## [Task directions]
Look through the entries below and extract exactly the lines from the one containing "worker acts on." through the one containing "pub async fn get_tags(&self)", ends included.

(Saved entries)
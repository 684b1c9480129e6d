//! Background sync registrations.

use indexmap::IndexSet;
use tokio::sync::RwLock;
use tracing::{debug, info};

/// The only tag the cache worker acts on.
pub const BACKGROUND_SYNC_TAG: &str = "background-sync";

/// Registered sync tags, deduplicated, in registration order.
#[derive(Debug, Default)]
pub struct SyncManager {
    tags: RwLock<IndexSet<String>>,
}

impl SyncManager {
    pub fn new() -> Self {
        Self::default()
    }

    /// Register a tag. Returns `false` if it was already pending.
    pub async fn register(&self, tag: &str) -> bool {
        let added = self.tags.write().await.insert(tag.to_string());
        debug!(tag, added, "Sync registered");
        added
    }

    pub async fn get_tags(&self) -> Vec<String> {
        self.tags.read().await.iter().cloned().collect()
    }

    pub async fn is_pending(&self, tag: &str) -> bool {
        self.tags.read().await.contains(tag)
    }

    /// Drop a tag once its sync has run.
    pub async fn complete(&self, tag: &str) -> bool {
        self.tags.write().await.shift_remove(tag)
    }
}

/// Replays deferred work. There is none yet; this only records the call.
pub async fn background_sync() {
    info!("Background sync triggered");
}
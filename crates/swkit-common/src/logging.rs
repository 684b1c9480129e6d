//! Logging configuration and setup.

use tracing::Level;
use tracing_subscriber::{
    fmt::{self, format::FmtSpan},
    layer::SubscriberExt,
    util::SubscriberInitExt,
    EnvFilter,
};

use crate::SwKitError;

/// Log output format.
#[derive(Debug, Clone, Copy, Default, PartialEq, Eq)]
pub enum LogFormat {
    /// Human-readable format.
    #[default]
    Pretty,
    /// Compact single-line format.
    Compact,
    /// JSON format for structured logging.
    Json,
}

/// Logging configuration.
#[derive(Debug, Clone)]
pub struct LogConfig {
    /// Log level used when no filter is given.
    pub level: Level,
    /// Output format.
    pub format: LogFormat,
    /// Include source file location.
    pub include_location: bool,
    /// Include span events (enter, exit).
    pub include_span_events: bool,
    /// Custom filter string (e.g., "swkit_sw=debug,reqwest=warn").
    pub filter: Option<String>,
}

impl Default for LogConfig {
    fn default() -> Self {
        Self {
            level: Level::INFO,
            format: LogFormat::Pretty,
            include_location: false,
            include_span_events: false,
            filter: None,
        }
    }
}

impl LogConfig {
    /// Map a `-v` count to a configuration (0 = info, 1 = debug, 2+ = trace).
    pub fn from_verbosity(verbosity: u8) -> Self {
        match verbosity {
            0 => Self::default(),
            1 => Self {
                level: Level::DEBUG,
                include_location: true,
                ..Default::default()
            },
            _ => Self {
                level: Level::TRACE,
                include_location: true,
                include_span_events: true,
                ..Default::default()
            },
        }
    }

    /// Switch to JSON output.
    pub fn json(mut self) -> Self {
        self.format = LogFormat::Json;
        self
    }

    /// Set a custom filter.
    pub fn with_filter(mut self, filter: impl Into<String>) -> Self {
        self.filter = Some(filter.into());
        self
    }

    fn env_filter(&self) -> EnvFilter {
        let fallback = || EnvFilter::new(self.level.to_string());
        match self.filter {
            Some(ref custom) => EnvFilter::try_new(custom).unwrap_or_else(|_| fallback()),
            None => EnvFilter::try_from_default_env().unwrap_or_else(|_| fallback()),
        }
    }
}

/// Install the global subscriber.
///
/// Fails when a global subscriber is already set.
pub fn init_logging(config: LogConfig) -> crate::Result<()> {
    let filter = config.env_filter();

    let span_events = if config.include_span_events {
        FmtSpan::ENTER | FmtSpan::CLOSE
    } else {
        FmtSpan::NONE
    };

    let registry = tracing_subscriber::registry().with(filter);
    let result = match config.format {
        LogFormat::Pretty => registry
            .with(
                fmt::layer()
                    .with_target(true)
                    .with_file(config.include_location)
                    .with_line_number(config.include_location)
                    .with_span_events(span_events),
            )
            .try_init(),
        LogFormat::Compact => registry
            .with(
                fmt::layer()
                    .compact()
                    .with_target(true)
                    .with_span_events(span_events),
            )
            .try_init(),
        LogFormat::Json => registry
            .with(fmt::layer().json().with_span_events(span_events))
            .try_init(),
    };

    result.map_err(|e| SwKitError::config_with_source("failed to install log subscriber", e))
}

## [Your response]
/// The only tag the cache worker acts on.
pub const BACKGROUND_SYNC_TAG: &str = "background-sync";

/// Registered sync tags, deduplicated, in registration order.
#[derive(Debug, Default)]
pub struct SyncManager {
    tags: RwLock<IndexSet<String>>,
}

impl SyncManager {
    pub fn new() -> Self {
        Self::default()
    }

    /// Register a tag. Returns `false` if it was already pending.
    pub async fn register(&self, tag: &str) -> bool {
        let added = self.tags.write().await.insert(tag.to_string());
        debug!(tag, added, "Sync registered");
        added
    }

    pub async fn get_tags(&self) -> Vec<String> {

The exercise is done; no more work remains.